Allan Brodie worked for Historic England, where he was an architectural investigator in the Partnerships Team (South West). He researches historical buildings including a Roman fort, medieval churches, castles, Georgian prisons and even an Art Deco airport terminal. Brodie's writing also covers topics related to seaside resorts and ports development, including the Georgian sex life of Scarborough, Liverpool's history of sea bathing and a typology of seaside resorts origins, and the phenomenon of Kent resort towns.

Brodie co-edited the collection Travel and Tourism in Britain 1700–1914 with Susan Barton, which reveals 'a transition from travel as a "difficult, dangerous and expensive, but perhaps exotic" pastime to a somewhat more commonplace one'.

Brodie co-authored the book Weston-super-Mare: The town and its seaside heritage (2019), with Johanna Roethe and Kate Hudson-McAulay. The book was launched at the Blakehay Theatre in 2019 in an event hosted by the chair of Historic England, Sir Laurie Magnus.

Allan Brodie was educated at Aboyne Primary School and Aboyne Academy. After a MA (Hons) degree at Aberdeen University, he attended the Courtauld Institute of Art, University of London.

From January 1986 to March 1999 Brodie was Senior Architectural Investigator for the Royal Commission on the Historical Monuments of England.

From 1999 Allan Brodie has served as a Senior Investigator at English Heritage and since 2015 Historic England.

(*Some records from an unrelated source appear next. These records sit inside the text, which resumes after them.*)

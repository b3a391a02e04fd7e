//! Server-rendered reading page.

use crate::loader::PageContext;
use chouraqui_core::crossref::{BOOK_GROUPS, group_for_book};
use chouraqui_core::labels::{french_chapter_label, hebrew_chapter_label};
use chouraqui_core::links::{chapter_options, reader_url, verse_anchor};
use chouraqui_core::markup::{escape_html, format_verse_html};
use chouraqui_core::model::VerseRef;
use std::fmt::Write;

const PLACEHOLDER: &str = "—";

const STYLE: &str = r#"
body { font-family: Georgia, serif; background: #fdfaf3; color: #3b2f1e; margin: 0; }
main { max-width: 1100px; margin: 0 auto; padding: 1.5rem; }
header.labels { display: flex; gap: 1.5rem; align-items: baseline; }
header.labels .hebrew { flex: 1; text-align: right; font-size: 1.5rem; }
header.labels .french { flex: 1; }
nav.selectors form { display: flex; flex-wrap: wrap; gap: .5rem; }
.verse-row { display: flex; gap: 1.5rem; padding: .4rem .6rem; border-radius: .4rem; }
.verse-row.selected { background: #f6e7c1; }
.verse-row .number { min-width: 2rem; color: #a27b3c; }
.verse-row .french, .verse-row .hebrew { flex: 1; margin: 0; }
.verse-row .hebrew { text-align: right; font-size: 1.25rem; }
nav.verse-nav { display: flex; justify-content: space-between; margin-top: 1rem; }
.tetragram { display: inline-flex; vertical-align: middle; line-height: 1; }
.tetragram__letters { display: inline-flex; align-items: center; }
.tetragram__middle { display: inline-flex; flex-direction: column; align-items: center; }
.tetragram__adonai { font-size: .55em; }
.tetragram__letter--tall { font-size: 1.4em; }
"#;

pub fn render_page(context: &PageContext) -> String {
    let position = context.position;
    let has_hebrew = context.book.has_secondary_text;
    let french_label = french_chapter_label(
        context.book.book_number,
        &context.book.long_name,
        position.chapter,
    );
    let hebrew_label = hebrew_chapter_label(context.book.book_number, position.chapter)
        .map(|label| format!(r#"<div class="hebrew" dir="rtl">{}</div>"#, escape_html(&label)))
        .unwrap_or_default();

    let mut rows = String::new();
    for verse in &context.seed.primary_verses {
        let selected = if verse.verse == position.verse {
            " selected"
        } else {
            ""
        };
        let hebrew = if has_hebrew {
            let text = context
                .seed
                .secondary_text(verse.verse)
                .map(escape_html)
                .unwrap_or_else(|| PLACEHOLDER.to_string());
            format!(r#"<p class="hebrew" dir="rtl">{text}</p>"#)
        } else {
            String::new()
        };
        let _ = write!(
            rows,
            r#"<div class="verse-row{selected}" id="{anchor}"><span class="number">{number}</span><p class="french">{french}</p>{hebrew}</div>"#,
            anchor = verse_anchor(verse.verse),
            number = verse.verse,
            french = format_verse_html(&verse.text),
        );
        rows.push('\n');
    }

    let previous = nav_link(context.adjacency.previous(), "← Verset précédent");
    let next = nav_link(context.adjacency.next(), "Verset suivant →");
    let prev_chapter = (position.chapter > 1).then(|| {
        nav_link(
            Some(VerseRef::new(position.book, position.chapter - 1, 1)),
            "Chapitre précédent",
        )
    });
    let next_chapter = (position.chapter < context.max_chapter).then(|| {
        nav_link(
            Some(VerseRef::new(position.book, position.chapter + 1, 1)),
            "Chapitre suivant",
        )
    });

    format!(
        r#"<!DOCTYPE html>
<html lang="fr">
  <head>
    <meta charset="utf-8" />
    <meta name="viewport" content="width=device-width, initial-scale=1" />
    <title>{title}</title>
    <style>{style}</style>
  </head>
  <body>
    <main>
      <nav class="selectors">{selectors}</nav>
      <header class="labels">{hebrew_label}<div class="french">{french_label}</div></header>
      {prev_chapter}
      <section class="verses">
{rows}      </section>
      {next_chapter}
      <nav class="verse-nav">{previous}{next}</nav>
    </main>
  </body>
</html>"#,
        title = escape_html(&french_label),
        style = STYLE,
        selectors = render_selectors(context),
        french_label = escape_html(&french_label),
        prev_chapter = prev_chapter.unwrap_or_default(),
        next_chapter = next_chapter.unwrap_or_default(),
    )
}

pub fn render_empty_page() -> String {
    format!(
        r#"<!DOCTYPE html>
<html lang="fr">
  <head><meta charset="utf-8" /><title>Chouraqui</title><style>{STYLE}</style></head>
  <body><main><p>Aucun livre disponible.</p></main></body>
</html>"#
    )
}

fn nav_link(target: Option<VerseRef>, label: &str) -> String {
    match target {
        Some(target) => format!(
            r#"<a class="nav-link" href="{}">{label}</a>"#,
            escape_html(&reader_url(target))
        ),
        None => format!(r#"<span class="nav-link disabled">{label}</span>"#),
    }
}

fn option(value: &str, label: &str, selected: bool) -> String {
    format!(
        r#"<option value="{}"{}>{}</option>"#,
        escape_html(value),
        if selected { " selected" } else { "" },
        escape_html(label)
    )
}

fn render_selectors(context: &PageContext) -> String {
    let position = context.position;

    let groups: String = BOOK_GROUPS
        .iter()
        .map(|group| option(group.key, group.label, group.key == context.group.key))
        .collect();
    let books: String = context
        .books
        .iter()
        .filter(|book| group_for_book(book.book_number).key == context.group.key)
        .map(|book| {
            option(
                &book.book_number.to_string(),
                &book.long_name,
                book.book_number == position.book,
            )
        })
        .collect();
    let chapters: String = chapter_options(context.max_chapter)
        .into_iter()
        .map(|chapter| {
            option(
                &chapter.to_string(),
                &chapter.to_string(),
                chapter == position.chapter,
            )
        })
        .collect();
    let verses: String = context
        .seed
        .primary_verses
        .iter()
        .map(|verse| {
            option(
                &verse.verse.to_string(),
                &verse.verse.to_string(),
                verse.verse == position.verse,
            )
        })
        .collect();

    format!(
        r#"<form method="get" action="/">
  <select name="group" onchange="this.form.book.selectedIndex=-1;this.form.submit()">{groups}</select>
  <select name="book" onchange="this.form.submit()">{books}</select>
  <select name="chapter" onchange="this.form.submit()">{chapters}</select>
  <select name="verse" onchange="this.form.submit()">{verses}</select>
  <noscript><button type="submit">Lire</button></noscript>
</form>"#
    )
}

Brodie co-authored the Historic England book Defending Scilly, regarding the military defences of the Isles of Scilly and the threat of climate change (2011). He has written, or co-authored, widely on seaside resorts, including works on Margate, Weymouth, Blackpool and Weston-super-Mare. He co-authored a book on seaside resorts in 2007 and wrote books on The Seafront and Tourism and the Changing Face of the British Isles (2019). In 2021 he published a book on England's Seaside Heritage from the Air. He has also published England's Military Heritage from the Air with Mark Bowden in 2024 and England's Lost Transport Heritage from the Air in 2025.

After leaving Historic England in 2022, Allan Brodie is now a Visiting Fellow at Bournemouth University working with the Tourism Management team. He is now also lecturing on a variety of subjects to audiences around the country and at sea.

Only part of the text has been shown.